=== Problem description ===
The answer must consist of every record, printed exactly as it stands.

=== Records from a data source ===
----

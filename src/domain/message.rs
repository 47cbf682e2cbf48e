//! Message domain types.
//!
//! Represents a fetched mail message: the ordered header list exactly as
//! delivered by the mail service, plus the root payload node.

use serde::{Deserialize, Serialize};

use super::{MessageId, Payload};

/// A single message header as delivered by the mail service.
#[derive(Debug, Clone, PartialEq, Eq, Serialize, Deserialize)]
pub struct Header {
    /// Header name, case preserved as delivered.
    pub name: String,
    /// Header value.
    pub value: String,
}

impl Header {
    /// Creates a header from a name/value pair.
    pub fn new(name: impl Into<String>, value: impl Into<String>) -> Self {
        Self {
            name: name.into(),
            value: value.into(),
        }
    }
}

/// A fetched mail message.
#[derive(Debug, Clone, Serialize, Deserialize)]
pub struct Message {
    /// Identifier the message was fetched under.
    pub id: MessageId,
    /// Ordered headers, names case-sensitive as delivered.
    pub headers: Vec<Header>,
    /// Root of the payload tree.
    pub payload: Payload,
}

impl Message {
    /// Looks up a header value by exact name.
    ///
    /// Names are matched case-sensitively against whatever the service
    /// delivered; the first occurrence wins. Returns `None` when the header
    /// is absent rather than failing.
    pub fn header(&self, name: &str) -> Option<&str> {
        self.headers
            .iter()
            .find(|h| h.name == name)
            .map(|h| h.value.as_str())
    }
}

----

=== Your solution ===
filename src/domain/message.rs
repository 47cbf682e2cbf48e
//! Message domain types.
//!
//! Represents a fetched mail message: the ordered header list exactly as
//! delivered by the mail service, plus the root payload node.

use serde::{Deserialize, Serialize};

use super::{MessageId, Payload};

/// A single message header as delivered by the mail service.
#[derive(Debug, Clone, PartialEq, Eq, Serialize, Deserialize)]
pub struct Header {
    /// Header name, case preserved as delivered.
    pub name: String,
    /// Header value.
    pub value: String,
}

impl Header {
    /// Creates a header from a name/value pair.
    pub fn new(name: impl Into<String>, value: impl Into<String>) -> Self {
        Self {
            name: name.into(),
            value: value.into(),
        }
    }
}

/// A fetched mail message.
#[derive(Debug, Clone, Serialize, Deserialize)]
pub struct Message {
    /// Identifier the message was fetched under.
    pub id: MessageId,
    /// Ordered headers, names case-sensitive as delivered.
    pub headers: Vec<Header>,
    /// Root of the payload tree.
    pub payload: Payload,
}

impl Message {
    /// Looks up a header value by exact name.
    ///
    /// Names are matched case-sensitively against whatever the service
    /// delivered; the first occurrence wins. Returns `None` when the header
    /// is absent rather than failing.
    pub fn header(&self, name: &str) -> Option<&str> {
        self.headers
            .iter()
            .find(|h| h.name == name)
            .map(|h| h.value.as_str())
    }
}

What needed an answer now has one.